- [What you should do]
Would you retype every entry that follows without altering a word?

- [Records to process]
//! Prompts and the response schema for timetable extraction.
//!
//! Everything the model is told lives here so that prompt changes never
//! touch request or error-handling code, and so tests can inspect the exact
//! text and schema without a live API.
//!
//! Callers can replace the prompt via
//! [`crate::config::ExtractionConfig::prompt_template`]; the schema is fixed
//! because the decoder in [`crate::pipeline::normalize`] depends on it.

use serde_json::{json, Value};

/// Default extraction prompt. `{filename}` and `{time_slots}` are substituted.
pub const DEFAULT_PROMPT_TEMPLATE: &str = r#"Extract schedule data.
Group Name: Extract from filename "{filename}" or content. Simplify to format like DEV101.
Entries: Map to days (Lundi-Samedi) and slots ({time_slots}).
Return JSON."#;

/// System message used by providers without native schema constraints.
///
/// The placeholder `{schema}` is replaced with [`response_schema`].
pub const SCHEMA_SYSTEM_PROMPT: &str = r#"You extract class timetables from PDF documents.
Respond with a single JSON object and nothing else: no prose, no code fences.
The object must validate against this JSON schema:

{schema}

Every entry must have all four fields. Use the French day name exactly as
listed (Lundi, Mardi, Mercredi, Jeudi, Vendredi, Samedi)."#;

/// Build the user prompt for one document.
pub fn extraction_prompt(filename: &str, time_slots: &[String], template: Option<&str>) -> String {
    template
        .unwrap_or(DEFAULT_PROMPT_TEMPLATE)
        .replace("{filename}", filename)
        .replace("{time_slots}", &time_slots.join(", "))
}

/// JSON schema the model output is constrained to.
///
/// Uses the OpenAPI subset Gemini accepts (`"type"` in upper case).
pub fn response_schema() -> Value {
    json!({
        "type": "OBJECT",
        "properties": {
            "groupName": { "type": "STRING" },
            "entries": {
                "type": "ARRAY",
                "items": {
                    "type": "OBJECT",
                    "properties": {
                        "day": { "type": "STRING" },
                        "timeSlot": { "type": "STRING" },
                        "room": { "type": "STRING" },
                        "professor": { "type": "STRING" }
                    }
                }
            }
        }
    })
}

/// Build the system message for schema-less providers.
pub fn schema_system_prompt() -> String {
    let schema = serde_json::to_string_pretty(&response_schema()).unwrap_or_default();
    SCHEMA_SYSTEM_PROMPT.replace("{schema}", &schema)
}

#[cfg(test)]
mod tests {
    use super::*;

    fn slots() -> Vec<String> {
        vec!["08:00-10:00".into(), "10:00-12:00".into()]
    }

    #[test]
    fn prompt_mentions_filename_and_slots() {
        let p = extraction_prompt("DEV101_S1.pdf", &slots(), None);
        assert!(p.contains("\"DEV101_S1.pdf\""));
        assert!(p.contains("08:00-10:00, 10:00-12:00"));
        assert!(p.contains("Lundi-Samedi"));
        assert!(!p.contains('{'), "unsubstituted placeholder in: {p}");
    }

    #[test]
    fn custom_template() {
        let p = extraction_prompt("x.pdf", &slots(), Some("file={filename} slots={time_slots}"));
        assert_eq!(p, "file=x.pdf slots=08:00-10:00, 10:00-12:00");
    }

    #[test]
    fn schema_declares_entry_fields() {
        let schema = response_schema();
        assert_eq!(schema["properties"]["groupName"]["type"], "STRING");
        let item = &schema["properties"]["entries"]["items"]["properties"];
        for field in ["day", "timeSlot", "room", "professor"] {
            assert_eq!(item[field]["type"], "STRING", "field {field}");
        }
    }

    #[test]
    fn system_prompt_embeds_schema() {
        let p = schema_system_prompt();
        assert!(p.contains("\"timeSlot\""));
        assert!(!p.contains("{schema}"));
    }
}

- [Task output]
//! Prompts and the response schema for timetable extraction.
//!
//! Everything the model is told lives here so that prompt changes never
//! touch request or error-handling code, and so tests can inspect the exact
//! text and schema without a live API.
//!
//! Callers can replace the prompt via
//! [`crate::config::ExtractionConfig::prompt_template`]; the schema is fixed
//! because the decoder in [`crate::pipeline::normalize`] depends on it.

use serde_json::{json, Value};

/// Default extraction prompt. `{filename}` and `{time_slots}` are substituted.
pub const DEFAULT_PROMPT_TEMPLATE: &str = r#"Extract schedule data.
Group Name: Extract from filename "{filename}" or content. Simplify to format like DEV101.
Entries: Map to days (Lundi-Samedi) and slots ({time_slots}).
Return JSON."#;

/// System message used by providers without native schema constraints.
///
/// The placeholder `{schema}` is replaced with [`response_schema`].
pub const SCHEMA_SYSTEM_PROMPT: &str = r#"You extract class timetables from PDF documents.
Respond with a single JSON object and nothing else: no prose, no code fences.
The object must validate against this JSON schema:

{schema}

Every entry must have all four fields. Use the French day name exactly as
listed (Lundi, Mardi, Mercredi, Jeudi, Vendredi, Samedi)."#;

/// Build the user prompt for one document.
pub fn extraction_prompt(filename: &str, time_slots: &[String], template: Option<&str>) -> String {
    template
        .unwrap_or(DEFAULT_PROMPT_TEMPLATE)
        .replace("{filename}", filename)
        .replace("{time_slots}", &time_slots.join(", "))
}

/// JSON schema the model output is constrained to.
///
/// Uses the OpenAPI subset Gemini accepts (`"type"` in upper case).
pub fn response_schema() -> Value {
    json!({
        "type": "OBJECT",
        "properties": {
            "groupName": { "type": "STRING" },
            "entries": {
                "type": "ARRAY",
                "items": {
                    "type": "OBJECT",
                    "properties": {
                        "day": { "type": "STRING" },
                        "timeSlot": { "type": "STRING" },
                        "room": { "type": "STRING" },
                        "professor": { "type": "STRING" }
                    }
                }
            }
        }
    })
}

/// Build the system message for schema-less providers.
pub fn schema_system_prompt() -> String {
    let schema = serde_json::to_string_pretty(&response_schema()).unwrap_or_default();
    SCHEMA_SYSTEM_PROMPT.replace("{schema}", &schema)
}

#[cfg(test)]
mod tests {
    use super::*;

    fn slots() -> Vec<String> {
        vec!["08:00-10:00".into(), "10:00-12:00".into()]
    }

    #[test]
    fn prompt_mentions_filename_and_slots() {
        let p = extraction_prompt("DEV101_S1.pdf", &slots(), None);
        assert!(p.contains("\"DEV101_S1.pdf\""));
        assert!(p.contains("08:00-10:00, 10:00-12:00"));
        assert!(p.contains("Lundi-Samedi"));
        assert!(!p.contains('{'), "unsubstituted placeholder in: {p}");
    }

    #[test]
    fn custom_template() {
        let p = extraction_prompt("x.pdf", &slots(), Some("file={filename} slots={time_slots}"));
        assert_eq!(p, "file=x.pdf slots=08:00-10:00, 10:00-12:00");
    }

    #[test]
    fn schema_declares_entry_fields() {
        let schema = response_schema();
        assert_eq!(schema["properties"]["groupName"]["type"], "STRING");
        let item = &schema["properties"]["entries"]["items"]["properties"];
        for field in ["day", "timeSlot", "room", "professor"] {
            assert_eq!(item[field]["type"], "STRING", "field {field}");
        }
    }

    #[test]
    fn system_prompt_embeds_schema() {
        let p = schema_system_prompt();
        assert!(p.contains("\"timeSlot\""));
        assert!(!p.contains("{schema}"));
    }
}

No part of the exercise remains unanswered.